Toilet paper, diapers, chicken...sometimes it just makes sense to buy in bulk. The first two can hang around forever but poultry? Not so much. So before you come home with a big haul of this dinner staple, let’s get one thing out of the way: How long can you freeze chicken? Well, friends, we have the answer—and it’s good news for you and your ‘family pack’ of chicken thighs.
How Long Can You Freeze Chicken? Pretty Much Forever...But That Doesn’t Mean You Should
How Long Can You Freeze Chicken?
The short answer is...forever. According to the USDA, chicken will keep indefinitely as long as it is stored at a consistent temperature of 0 degrees Fahrenheit. (Hint: That’s how cold your freezer should be.) But just because you can keep a bird in the freezer for two years doesn’t mean that you should. Although chicken that has been properly frozen for years won’t make you sick, it will undergo some unappetizing changes in texture and taste. For this reason, the USDA has some more practical guidelines: A whole chicken will taste fresh after up to one year in the freezer, while frozen chicken pieces should be consumed within nine months for optimal texture and flavor. That’s still a pretty good run, so it’s unlikely you’ll ever need to toss your frozen chicken. (Note: Poultry that has been cooked prior to freezing doesn’t fare quite as well—if you sautéed that chicken breast before you stuck it in the freezer, be sure to eat it within four months.)
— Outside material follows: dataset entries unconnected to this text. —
//! Shared application state type.
//!
//! Defines the `AppState` type used across all handlers and routers.

use crate::bootstrap::AxumContext;
use std::sync::Arc;

/// Application state shared across all handlers.
///
/// An Arc-wrapped `AxumContext` carrying the collaborator ports, the
/// speech pipeline pieces, and the per-call hub registry.
pub type AppState = Arc<AxumContext>;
How to Tell If Your Frozen Chicken Is Still Good
Reminder: If your chicken was still fresh when you put it in the freezer (and your freezer is working properly), then it is highly unlikely that your frozen chicken will be bad. However, things can go awry when you’re defrosting (see below for best practices) so it’s important to be able to identify spoiled poultry just in case. Per the USDA, “Spoilage bacteria can cause meat or poultry to turn a dark color, develop an objectionable odor, and become slimy from the high bacterial numbers.” Bottom line: If your chicken smells off, has a sickly gray-green hue or feels unusually slick after thawing, then it’s best not to take a chance.
How to Freeze Chicken
The good news is that freezing raw chicken is refreshingly straightforward. In fact, all you need to do is transfer your poultry to an airtight container and stick it in the freezer. Avoid storing chicken (or any meat for that matter) in the door or the front of your freezer, where temperature fluctuation can be a problem. Instead, tuck you sealed up poultry in the back where it will stay safe and fresh for the maximum amount of time.
How to Safely Defrost Frozen Chicken
When you’re ready to cook your bird, choose from one of the following three methods for thawing poultry that have been approved by the Food Safety Inspection Service.
1. Use the fridge. The best and most fool-proof method for thawing frozen chicken is simply to transfer it to the fridge. This slow and steady defrost ensures a fresh piece of poultry—but it does take considerably longer than the other two approaches. A whole, frozen (3 to 4 pound) chicken can take two full days or longer to defrost in the fridge, but chicken that has been cut into pieces will likely be ready within 24 hours. You have to plan your meal ahead for this option, but there’s a bonus: You can refreeze chicken you transferred to the fridge up to two days after it has defrosted. In other words, planning ahead pays off even when your plans change.
2. Submerge in cold water. OK, it’s 5 p.m. and you realized you have nothing thawed and ready to go...and you really can’t justify ordering out yet again. No problem—place your water-proof bag of poultry in a stockpot, or any vessel large enough to accommodate the portion, and submerge it in cold water. (Note: If you stored chicken in a hard plastic container, you might want to transfer it to an air-tight freezer bag for faster thawing.) The FSIS says that a large quantity of poultry (like a whole bird or the equivalent in parts) will thaw in 3 to 4 hours, while smaller portions will be thoroughly defrosted in an hour or less—just be sure to keep the bacteria at bay by changing the water every 30 minutes so it stays chilly. Finally, the FSIS says that this method requires follow-through: Cook that chicken as soon as it has thawed...and do not re-freeze.
3. Enlist the help of the microwave. Ah, the microwave—our trusty appliance that always saves the day. This handy kitchen helper doesn’t have much street cred when it comes to cooking up an impressive meal, but it can do a bang-up job of defrosting a bird. Follow the settings on your microwave—this will likely require an estimated weight—to thaw your chicken in a flash. Just be sure to cook and consume your poultry promptly (i.e., put that protein on your plate, but not the fridge or freezer once it has been nuked).